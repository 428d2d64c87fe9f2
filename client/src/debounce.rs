//! Cancellable delayed task, used to coalesce bursts of filter changes into one fetch.

use std::{future::Future, sync::Arc, time::Duration};

use tokio::{sync::Notify, task::JoinHandle};
use tokio_util::sync::CancellationToken;

struct Pending {
    cancel: CancellationToken,
    flush: Arc<Notify>,
    handle: JoinHandle<()>,
}

/// Runs the most recently scheduled task once `window` has passed without a
/// newer one. Must be used inside a tokio runtime.
pub struct Debouncer {
    window: Duration,
    pending: Option<Pending>,
}

impl Debouncer {
    pub fn new(window: Duration) -> Self {
        Self { window, pending: None }
    }

    pub fn window(&self) -> Duration {
        self.window
    }

    /// Replaces any pending task with `task`, due after the window.
    pub fn call<F>(&mut self, task: F)
    where
        F: Future<Output = ()> + Send + 'static,
    {
        self.cancel();
        let cancel = CancellationToken::new();
        let flush = Arc::new(Notify::new());
        let window = self.window;

        let handle = tokio::spawn({
            let cancel = cancel.clone();
            let flush = flush.clone();
            async move {
                tokio::select! {
                    _ = cancel.cancelled() => return,
                    _ = tokio::time::sleep(window) => {}
                    _ = flush.notified() => {}
                }
                task.await;
            }
        });
        self.pending = Some(Pending { cancel, flush, handle });
    }

    /// Drops any pending task and runs `task` right away.
    pub fn call_immediate<F>(&mut self, task: F) -> JoinHandle<()>
    where
        F: Future<Output = ()> + Send + 'static,
    {
        self.cancel();
        tokio::spawn(task)
    }

    /// Fires the pending task now instead of waiting out the window.
    pub fn flush(&mut self) -> Option<JoinHandle<()>> {
        let pending = self.pending.take()?;
        pending.flush.notify_one();
        Some(pending.handle)
    }

    /// A task that already fired keeps running; only the wait is cancelled.
    pub fn cancel(&mut self) {
        if let Some(pending) = self.pending.take() {
            pending.cancel.cancel();
        }
    }

    /// True while a scheduled task is waiting or running.
    pub fn is_pending(&self) -> bool {
        self.pending.as_ref().is_some_and(|p| !p.handle.is_finished())
    }
}

impl Drop for Debouncer {
    fn drop(&mut self) {
        self.cancel();
    }
}


#[cfg(test)]
mod tests {
    use super::*;
    use std::sync::atomic::{AtomicUsize, Ordering};
    use tokio::time::sleep;

    fn recorder() -> (Arc<parking_lot::Mutex<Vec<u32>>>, impl Fn(u32) -> std::pin::Pin<Box<dyn Future<Output = ()> + Send>>) {
        let log = Arc::new(parking_lot::Mutex::new(Vec::new()));
        let task_log = log.clone();
        let make = move |id: u32| {
            let log = task_log.clone();
            Box::pin(async move { log.lock().push(id) }) as std::pin::Pin<Box<dyn Future<Output = ()> + Send>>
        };
        (log, make)
    }

    #[tokio::test(start_paused = true)]
    async fn only_the_last_call_in_a_burst_runs() {
        let (log, task) = recorder();
        let mut debouncer = Debouncer::new(Duration::from_millis(300));

        debouncer.call(task(1));
        sleep(Duration::from_millis(100)).await;
        debouncer.call(task(2));
        sleep(Duration::from_millis(250)).await;
        assert!(log.lock().is_empty());
        assert!(debouncer.is_pending());

        sleep(Duration::from_millis(100)).await;
        assert_eq!(*log.lock(), vec![2]);
        assert!(!debouncer.is_pending());
    }

    #[tokio::test(start_paused = true)]
    async fn immediate_call_skips_the_window_and_drops_pending() {
        let (log, task) = recorder();
        let mut debouncer = Debouncer::new(Duration::from_millis(300));

        debouncer.call(task(1));
        debouncer.call_immediate(task(2)).await.unwrap();
        assert_eq!(*log.lock(), vec![2]);

        sleep(Duration::from_secs(1)).await;
        assert_eq!(*log.lock(), vec![2]);
    }

    #[tokio::test(start_paused = true)]
    async fn flush_runs_the_pending_task_now() {
        let (log, task) = recorder();
        let mut debouncer = Debouncer::new(Duration::from_secs(10));

        debouncer.call(task(7));
        let started = tokio::time::Instant::now();
        debouncer.flush().unwrap().await.unwrap();
        assert_eq!(*log.lock(), vec![7]);
        assert!(started.elapsed() < Duration::from_secs(10));
        assert!(debouncer.flush().is_none());
    }

    #[tokio::test(start_paused = true)]
    async fn cancel_and_drop_stop_the_pending_task() {
        let runs = Arc::new(AtomicUsize::new(0));
        let mut debouncer = Debouncer::new(Duration::from_millis(50));

        let counter = runs.clone();
        debouncer.call(async move {
            counter.fetch_add(1, Ordering::SeqCst);
        });
        debouncer.cancel();

        let counter = runs.clone();
        debouncer.call(async move {
            counter.fetch_add(1, Ordering::SeqCst);
        });
        drop(debouncer);

        sleep(Duration::from_millis(200)).await;
        assert_eq!(runs.load(Ordering::SeqCst), 0);
    }
}
//! Master tick divider
//!
//! Produces a slower, phase-locked tick train from the master tick. The
//! divisor is a live input re-read on every tick, and the output either
//! approximates a 50% duty clock or a one-tick strobe.

use serde::{Deserialize, Serialize};

/// Output shape of the derived tick train
#[derive(Debug, Clone, Copy, PartialEq, Eq, Default, Serialize, Deserialize)]
#[serde(rename_all = "lowercase")]
pub enum DutyMode {
    /// Low for the first half of the period, high for the rest
    #[default]
    Half,
    /// High for exactly one tick per period
    Short,
}

/// Programmable clock-tick divider
///
/// Each period lasts `divisor + 1` master ticks. The counter is 16 bits wide
/// and wraps like the hardware register if the divisor is lowered below it.
#[derive(Debug, Clone, Default)]
pub struct TickDivider {
    counter: u16,
    half: u16,
    output: bool,
    wrapped: bool,
}

impl TickDivider {
    /// Create a divider in its reset state (counter zero, output low)
    pub fn new() -> Self {
        Self::default()
    }

    /// Reset to initial state
    pub fn reset(&mut self) {
        *self = Self::default();
    }

    /// Advance one master tick and return the derived tick level
    ///
    /// `divisor` must be at least 1; zero is a caller error.
    #[inline]
    pub fn tick(&mut self, divisor: u16, duty: DutyMode) -> bool {
        debug_assert!(divisor >= 1, "tick divider requires divisor >= 1");

        self.half = divisor >> 1;
        self.wrapped = false;
        if self.counter < self.half {
            self.counter = self.counter.wrapping_add(1);
            self.output = false;
        } else if self.counter == divisor {
            self.counter = 0;
            self.output = true;
            self.wrapped = true;
        } else {
            self.counter = self.counter.wrapping_add(1);
            self.output = duty == DutyMode::Half;
        }
        self.output
    }

    /// Derived tick level produced by the most recent tick
    #[inline]
    pub fn output(&self) -> bool {
        self.output
    }

    /// Whether the most recent tick closed a period
    ///
    /// High for exactly one master tick every `divisor + 1`, whatever the
    /// duty mode. In `Short` mode it matches [`output`](Self::output).
    #[inline]
    pub fn period_pulse(&self) -> bool {
        self.wrapped
    }

    /// Current counter value
    #[inline]
    pub fn counter(&self) -> u16 {
        self.counter
    }

    /// Half-period threshold computed on the most recent tick
    #[inline]
    pub fn half(&self) -> u16 {
        self.half
    }
}

#[cfg(test)]
mod tests {
    use super::*;

    fn run(divisor: u16, duty: DutyMode, ticks: usize) -> Vec<bool> {
        let mut divider = TickDivider::new();
        (0..ticks).map(|_| divider.tick(divisor, duty)).collect()
    }

    #[test]
    fn test_reset_state() {
        let mut divider = TickDivider::new();
        divider.tick(5, DutyMode::Half);
        divider.tick(5, DutyMode::Half);
        divider.reset();
        assert_eq!(divider.counter(), 0);
        assert!(!divider.output());
    }

    #[test]
    fn test_short_mode_pulses() {
        let out = run(8, DutyMode::Short, 20);
        let pulses: Vec<usize> = out
            .iter()
            .enumerate()
            .filter(|(_, level)| **level)
            .map(|(i, _)| i + 1)
            .collect();
        assert_eq!(pulses, vec![9, 18]);
    }

    #[test]
    fn test_half_mode_period_and_low_phase() {
        for divisor in 1u16..=31 {
            let period = divisor as usize + 1;
            let out = run(divisor, DutyMode::Half, period * 4);
            for cycle in out.chunks(period) {
                let low = cycle.iter().take_while(|&&level| !level).count();
                assert_eq!(low, (divisor / 2) as usize, "divisor {divisor}");
                assert!(cycle[low..].iter().all(|&level| level), "divisor {divisor}");
            }
        }
    }

    #[test]
    fn test_divisor_24_half_duty() {
        let out = run(24, DutyMode::Half, 50);
        assert!(out[..12].iter().all(|&l| !l));
        assert!(out[12..25].iter().all(|&l| l));
        assert!(out[25..37].iter().all(|&l| !l));
    }

    #[test]
    fn test_period_pulse_once_per_period() {
        for duty in [DutyMode::Half, DutyMode::Short] {
            for divisor in 1u16..=31 {
                let mut divider = TickDivider::new();
                let period = divisor as usize + 1;
                let pulses = (0..period * 10)
                    .filter(|_| {
                        let level = divider.tick(divisor, duty);
                        if duty == DutyMode::Short {
                            assert_eq!(level, divider.period_pulse());
                        }
                        divider.period_pulse()
                    })
                    .count();
                assert_eq!(pulses, 10, "divisor {divisor} {duty:?}");
            }
        }
    }

    #[test]
    fn test_counter_never_exceeds_divisor() {
        let mut divider = TickDivider::new();
        for _ in 0..1_000 {
            divider.tick(13, DutyMode::Short);
            assert!(divider.counter() <= 13);
        }
    }

    #[test]
    fn test_live_divisor_change_takes_effect() {
        let mut divider = TickDivider::new();
        for _ in 0..3 {
            divider.tick(20, DutyMode::Short);
        }
        // Counter is 3; a divisor of 3 fires on the very next tick
        assert!(divider.tick(3, DutyMode::Short));
        assert_eq!(divider.counter(), 0);
    }
}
::::
= REQUIRED ACTION =
Go through the records above. Copy each line in which the string "async" appears.

= RESULT BELOW =
            async move {
            Box::pin(async move { log.lock().push(id) }) as std::pin::Pin<Box<dyn Future<Output = ()> + Send>>
    async fn only_the_last_call_in_a_burst_runs() {
    async fn immediate_call_skips_the_window_and_drops_pending() {
    async fn flush_runs_the_pending_task_now() {
    async fn cancel_and_drop_stop_the_pending_task() {
        debouncer.call(async move {
        debouncer.call(async move {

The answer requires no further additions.